# TASK INSTRUCTIONS
State the number of lines in the records beneath that hold the word "clone", and add nothing.

[Records from a dataset]

•••

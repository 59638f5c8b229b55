//! 核心中间件模块

use axum::{
    extract::Request,
    http::{HeaderName, HeaderValue},
    middleware::Next,
    response::Response,
};
use std::time::Instant;
use tracing::info;
use uuid::Uuid;

pub static REQUEST_ID_HEADER: HeaderName = HeaderName::from_static("x-request-id");

/// 请求日志中间件
///
/// 为每个请求分配一个 request id，写入响应头并记录耗时。
pub async fn request_logging_middleware(req: Request, next: Next) -> Response {
    let start = Instant::now();
    let request_id = Uuid::new_v4().to_string();
    let method = req.method().clone();
    let uri = req.uri().clone();
    let user_agent = req
        .headers()
        .get("user-agent")
        .and_then(|h| h.to_str().ok())
        .map(|s| s.to_string());

    let mut response = next.run(req).await;
    let status = response.status();
    let duration = start.elapsed();

    if let Ok(value) = HeaderValue::from_str(&request_id) {
        response
            .headers_mut()
            .insert(REQUEST_ID_HEADER.clone(), value);
    }

    info!(
        request_id = %request_id,
        "{} {} - {} - {}ms - User-Agent: {:?}",
        method,
        uri,
        status,
        duration.as_millis(),
        user_agent
    );

    response
}
//! 核心层：统一响应、错误处理、中间件与配置

pub mod config;
pub mod error;
pub mod middleware;
pub mod response;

•••

# RESULT
3